PROBLEM DETAILS — Where does the word "blank" appear in the entries below? Copy each line that holds it.

- - - -

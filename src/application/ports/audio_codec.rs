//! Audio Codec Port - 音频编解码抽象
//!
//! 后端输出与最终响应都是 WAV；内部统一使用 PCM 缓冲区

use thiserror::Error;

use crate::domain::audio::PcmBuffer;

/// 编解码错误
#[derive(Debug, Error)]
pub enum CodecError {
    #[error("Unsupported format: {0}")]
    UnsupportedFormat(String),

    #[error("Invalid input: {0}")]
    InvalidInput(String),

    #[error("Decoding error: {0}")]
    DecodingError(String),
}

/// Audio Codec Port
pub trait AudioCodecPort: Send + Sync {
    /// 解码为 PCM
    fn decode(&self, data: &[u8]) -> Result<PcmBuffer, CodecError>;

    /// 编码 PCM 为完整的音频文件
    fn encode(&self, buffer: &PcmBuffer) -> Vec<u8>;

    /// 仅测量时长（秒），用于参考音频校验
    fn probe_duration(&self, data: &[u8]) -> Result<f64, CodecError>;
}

- - - -

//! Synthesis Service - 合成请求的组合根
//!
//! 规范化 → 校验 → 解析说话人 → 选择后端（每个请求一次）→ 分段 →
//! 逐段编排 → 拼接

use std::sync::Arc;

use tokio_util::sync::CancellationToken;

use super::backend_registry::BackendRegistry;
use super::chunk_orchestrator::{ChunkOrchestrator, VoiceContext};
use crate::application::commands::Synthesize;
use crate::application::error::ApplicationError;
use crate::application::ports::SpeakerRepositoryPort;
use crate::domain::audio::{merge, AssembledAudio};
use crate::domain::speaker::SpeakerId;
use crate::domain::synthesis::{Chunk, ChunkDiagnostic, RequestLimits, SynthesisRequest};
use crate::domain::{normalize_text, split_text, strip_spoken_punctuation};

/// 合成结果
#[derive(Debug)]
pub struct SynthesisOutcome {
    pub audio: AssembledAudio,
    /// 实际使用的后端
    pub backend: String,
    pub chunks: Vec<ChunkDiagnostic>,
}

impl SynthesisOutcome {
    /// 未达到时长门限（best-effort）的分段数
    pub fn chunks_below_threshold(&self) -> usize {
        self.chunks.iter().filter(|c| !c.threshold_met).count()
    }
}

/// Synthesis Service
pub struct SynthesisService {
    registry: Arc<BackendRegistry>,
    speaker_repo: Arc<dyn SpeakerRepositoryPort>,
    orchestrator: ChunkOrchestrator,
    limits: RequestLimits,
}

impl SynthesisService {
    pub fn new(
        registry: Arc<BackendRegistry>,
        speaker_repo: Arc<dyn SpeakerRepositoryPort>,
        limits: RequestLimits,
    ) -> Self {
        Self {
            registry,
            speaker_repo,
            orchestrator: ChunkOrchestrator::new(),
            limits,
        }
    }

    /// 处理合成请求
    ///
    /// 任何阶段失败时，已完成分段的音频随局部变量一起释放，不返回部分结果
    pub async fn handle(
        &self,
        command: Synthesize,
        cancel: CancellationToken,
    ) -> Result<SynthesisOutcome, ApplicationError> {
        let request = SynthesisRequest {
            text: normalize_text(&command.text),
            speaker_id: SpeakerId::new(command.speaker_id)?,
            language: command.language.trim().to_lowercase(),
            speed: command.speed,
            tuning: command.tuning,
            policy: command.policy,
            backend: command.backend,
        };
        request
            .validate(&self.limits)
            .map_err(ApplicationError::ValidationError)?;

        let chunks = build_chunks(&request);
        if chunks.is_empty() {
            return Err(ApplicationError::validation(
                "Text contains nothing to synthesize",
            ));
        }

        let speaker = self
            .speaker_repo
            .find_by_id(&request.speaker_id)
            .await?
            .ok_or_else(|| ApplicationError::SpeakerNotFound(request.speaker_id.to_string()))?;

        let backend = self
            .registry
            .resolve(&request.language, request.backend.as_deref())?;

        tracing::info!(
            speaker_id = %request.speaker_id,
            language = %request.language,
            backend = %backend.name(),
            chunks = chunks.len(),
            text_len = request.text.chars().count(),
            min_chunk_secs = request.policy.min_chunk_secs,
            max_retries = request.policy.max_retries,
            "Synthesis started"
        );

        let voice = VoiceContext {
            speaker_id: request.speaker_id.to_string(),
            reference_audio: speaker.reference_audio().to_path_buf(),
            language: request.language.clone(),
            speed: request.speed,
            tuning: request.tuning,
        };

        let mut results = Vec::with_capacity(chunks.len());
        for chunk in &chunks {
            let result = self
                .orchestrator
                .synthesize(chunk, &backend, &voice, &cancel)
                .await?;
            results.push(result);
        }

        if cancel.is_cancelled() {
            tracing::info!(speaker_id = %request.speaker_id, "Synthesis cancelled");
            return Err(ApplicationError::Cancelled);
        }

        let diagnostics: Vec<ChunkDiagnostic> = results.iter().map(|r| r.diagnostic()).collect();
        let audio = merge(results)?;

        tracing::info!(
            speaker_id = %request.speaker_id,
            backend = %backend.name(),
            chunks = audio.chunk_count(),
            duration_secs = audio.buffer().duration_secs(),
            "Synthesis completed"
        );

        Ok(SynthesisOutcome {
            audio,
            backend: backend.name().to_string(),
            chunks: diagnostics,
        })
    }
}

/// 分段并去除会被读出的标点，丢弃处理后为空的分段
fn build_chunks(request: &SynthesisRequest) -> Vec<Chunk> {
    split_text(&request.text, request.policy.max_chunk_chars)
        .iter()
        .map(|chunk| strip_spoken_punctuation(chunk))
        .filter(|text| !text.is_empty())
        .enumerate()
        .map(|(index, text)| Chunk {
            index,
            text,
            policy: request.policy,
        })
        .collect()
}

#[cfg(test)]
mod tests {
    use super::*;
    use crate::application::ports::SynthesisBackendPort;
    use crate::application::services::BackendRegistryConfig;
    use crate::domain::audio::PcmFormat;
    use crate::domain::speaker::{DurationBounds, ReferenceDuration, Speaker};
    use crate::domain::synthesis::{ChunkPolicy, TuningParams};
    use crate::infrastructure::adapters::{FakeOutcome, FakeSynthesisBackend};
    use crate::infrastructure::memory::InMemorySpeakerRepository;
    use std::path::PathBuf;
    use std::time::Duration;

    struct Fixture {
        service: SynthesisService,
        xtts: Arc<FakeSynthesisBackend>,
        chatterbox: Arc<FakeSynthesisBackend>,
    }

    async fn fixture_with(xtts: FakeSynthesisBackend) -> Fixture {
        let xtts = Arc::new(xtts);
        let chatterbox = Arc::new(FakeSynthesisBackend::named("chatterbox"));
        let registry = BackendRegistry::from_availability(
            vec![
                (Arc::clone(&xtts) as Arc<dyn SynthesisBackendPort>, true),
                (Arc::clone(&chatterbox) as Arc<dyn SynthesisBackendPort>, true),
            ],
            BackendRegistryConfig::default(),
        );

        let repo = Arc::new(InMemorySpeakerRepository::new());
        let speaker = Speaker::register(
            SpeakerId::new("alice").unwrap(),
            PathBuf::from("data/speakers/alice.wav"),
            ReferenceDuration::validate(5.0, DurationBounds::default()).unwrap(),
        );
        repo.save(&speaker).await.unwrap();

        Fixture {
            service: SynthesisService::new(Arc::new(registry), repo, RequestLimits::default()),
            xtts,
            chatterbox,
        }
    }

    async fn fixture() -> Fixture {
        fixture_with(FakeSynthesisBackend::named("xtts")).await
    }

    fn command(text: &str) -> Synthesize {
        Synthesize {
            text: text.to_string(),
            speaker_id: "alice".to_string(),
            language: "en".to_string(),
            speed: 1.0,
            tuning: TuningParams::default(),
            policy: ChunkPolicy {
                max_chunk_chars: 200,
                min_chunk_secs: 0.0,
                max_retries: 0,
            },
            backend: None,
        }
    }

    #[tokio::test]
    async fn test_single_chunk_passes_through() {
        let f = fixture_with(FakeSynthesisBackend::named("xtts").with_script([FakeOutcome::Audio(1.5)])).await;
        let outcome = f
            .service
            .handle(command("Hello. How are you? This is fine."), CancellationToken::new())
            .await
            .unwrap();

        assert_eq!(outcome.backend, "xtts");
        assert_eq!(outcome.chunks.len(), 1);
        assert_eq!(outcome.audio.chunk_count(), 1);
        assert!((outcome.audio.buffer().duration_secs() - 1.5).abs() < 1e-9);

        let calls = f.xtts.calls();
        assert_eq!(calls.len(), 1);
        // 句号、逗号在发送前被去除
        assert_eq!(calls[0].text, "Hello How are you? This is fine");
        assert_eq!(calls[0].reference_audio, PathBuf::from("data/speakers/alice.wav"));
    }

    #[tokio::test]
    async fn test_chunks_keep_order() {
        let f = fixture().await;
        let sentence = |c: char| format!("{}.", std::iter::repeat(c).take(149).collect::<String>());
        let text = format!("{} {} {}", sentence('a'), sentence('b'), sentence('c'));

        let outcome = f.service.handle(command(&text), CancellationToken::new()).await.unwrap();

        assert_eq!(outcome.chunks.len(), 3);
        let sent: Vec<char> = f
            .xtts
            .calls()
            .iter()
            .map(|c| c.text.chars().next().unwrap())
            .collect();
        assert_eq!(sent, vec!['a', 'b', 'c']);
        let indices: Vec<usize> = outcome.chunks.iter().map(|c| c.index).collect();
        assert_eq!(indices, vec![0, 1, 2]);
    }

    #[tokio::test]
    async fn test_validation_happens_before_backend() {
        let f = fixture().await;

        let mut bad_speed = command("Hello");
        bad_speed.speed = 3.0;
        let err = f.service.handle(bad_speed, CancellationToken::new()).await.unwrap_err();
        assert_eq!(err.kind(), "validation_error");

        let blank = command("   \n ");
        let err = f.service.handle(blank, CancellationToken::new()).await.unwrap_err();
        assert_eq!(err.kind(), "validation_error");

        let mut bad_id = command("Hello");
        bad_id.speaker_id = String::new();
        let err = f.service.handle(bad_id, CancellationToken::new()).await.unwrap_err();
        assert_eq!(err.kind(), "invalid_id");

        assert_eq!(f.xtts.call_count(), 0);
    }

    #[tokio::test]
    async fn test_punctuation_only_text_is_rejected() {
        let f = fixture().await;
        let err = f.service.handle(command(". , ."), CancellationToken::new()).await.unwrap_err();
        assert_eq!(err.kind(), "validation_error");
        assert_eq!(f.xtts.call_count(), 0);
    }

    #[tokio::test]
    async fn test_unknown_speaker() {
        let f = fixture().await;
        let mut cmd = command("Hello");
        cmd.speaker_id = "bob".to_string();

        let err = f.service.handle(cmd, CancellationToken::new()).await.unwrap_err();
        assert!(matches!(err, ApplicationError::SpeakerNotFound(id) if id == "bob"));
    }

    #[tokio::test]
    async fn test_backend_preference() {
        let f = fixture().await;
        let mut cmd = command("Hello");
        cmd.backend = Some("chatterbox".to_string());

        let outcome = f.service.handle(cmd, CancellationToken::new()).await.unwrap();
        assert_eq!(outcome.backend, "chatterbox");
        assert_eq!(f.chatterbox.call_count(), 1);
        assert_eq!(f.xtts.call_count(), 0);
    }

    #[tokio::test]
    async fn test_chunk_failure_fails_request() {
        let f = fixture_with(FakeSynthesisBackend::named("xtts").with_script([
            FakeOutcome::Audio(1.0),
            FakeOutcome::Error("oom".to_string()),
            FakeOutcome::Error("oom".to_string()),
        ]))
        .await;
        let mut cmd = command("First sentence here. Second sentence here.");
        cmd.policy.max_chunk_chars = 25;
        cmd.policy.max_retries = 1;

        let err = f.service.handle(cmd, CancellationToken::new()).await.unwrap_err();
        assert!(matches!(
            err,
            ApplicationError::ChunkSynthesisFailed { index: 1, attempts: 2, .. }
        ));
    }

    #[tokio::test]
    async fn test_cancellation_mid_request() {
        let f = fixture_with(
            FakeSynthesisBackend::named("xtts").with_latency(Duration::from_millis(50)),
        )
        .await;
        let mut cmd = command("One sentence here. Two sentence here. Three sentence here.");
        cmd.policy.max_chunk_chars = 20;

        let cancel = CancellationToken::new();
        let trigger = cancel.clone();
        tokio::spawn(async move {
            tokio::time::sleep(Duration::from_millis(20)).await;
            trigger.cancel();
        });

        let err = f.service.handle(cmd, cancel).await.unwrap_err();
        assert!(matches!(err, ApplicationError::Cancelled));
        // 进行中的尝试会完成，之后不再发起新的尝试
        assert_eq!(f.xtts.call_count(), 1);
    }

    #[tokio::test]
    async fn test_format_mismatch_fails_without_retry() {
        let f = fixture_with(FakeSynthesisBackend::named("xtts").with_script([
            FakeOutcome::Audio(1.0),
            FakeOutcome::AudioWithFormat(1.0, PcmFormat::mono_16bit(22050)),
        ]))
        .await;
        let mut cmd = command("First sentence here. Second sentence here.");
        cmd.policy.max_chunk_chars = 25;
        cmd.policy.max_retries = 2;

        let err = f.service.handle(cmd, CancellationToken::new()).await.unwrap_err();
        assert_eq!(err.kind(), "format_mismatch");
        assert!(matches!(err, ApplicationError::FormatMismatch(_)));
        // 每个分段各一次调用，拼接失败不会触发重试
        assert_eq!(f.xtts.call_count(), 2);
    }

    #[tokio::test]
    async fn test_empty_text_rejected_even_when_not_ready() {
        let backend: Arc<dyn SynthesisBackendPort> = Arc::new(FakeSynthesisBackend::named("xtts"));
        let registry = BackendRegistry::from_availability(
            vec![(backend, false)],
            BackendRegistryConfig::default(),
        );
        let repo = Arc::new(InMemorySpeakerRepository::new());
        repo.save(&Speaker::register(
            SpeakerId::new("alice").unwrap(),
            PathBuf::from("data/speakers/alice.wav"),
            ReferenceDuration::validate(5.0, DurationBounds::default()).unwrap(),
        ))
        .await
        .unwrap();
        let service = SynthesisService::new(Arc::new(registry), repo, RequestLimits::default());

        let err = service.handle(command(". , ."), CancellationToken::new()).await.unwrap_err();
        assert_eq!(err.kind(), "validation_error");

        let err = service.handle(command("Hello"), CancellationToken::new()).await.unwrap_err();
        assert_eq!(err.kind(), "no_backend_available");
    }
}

- - - -

TASK RESULT —
        let blank = command("   \n ");
        let err = f.service.handle(blank, CancellationToken::new()).await.unwrap_err();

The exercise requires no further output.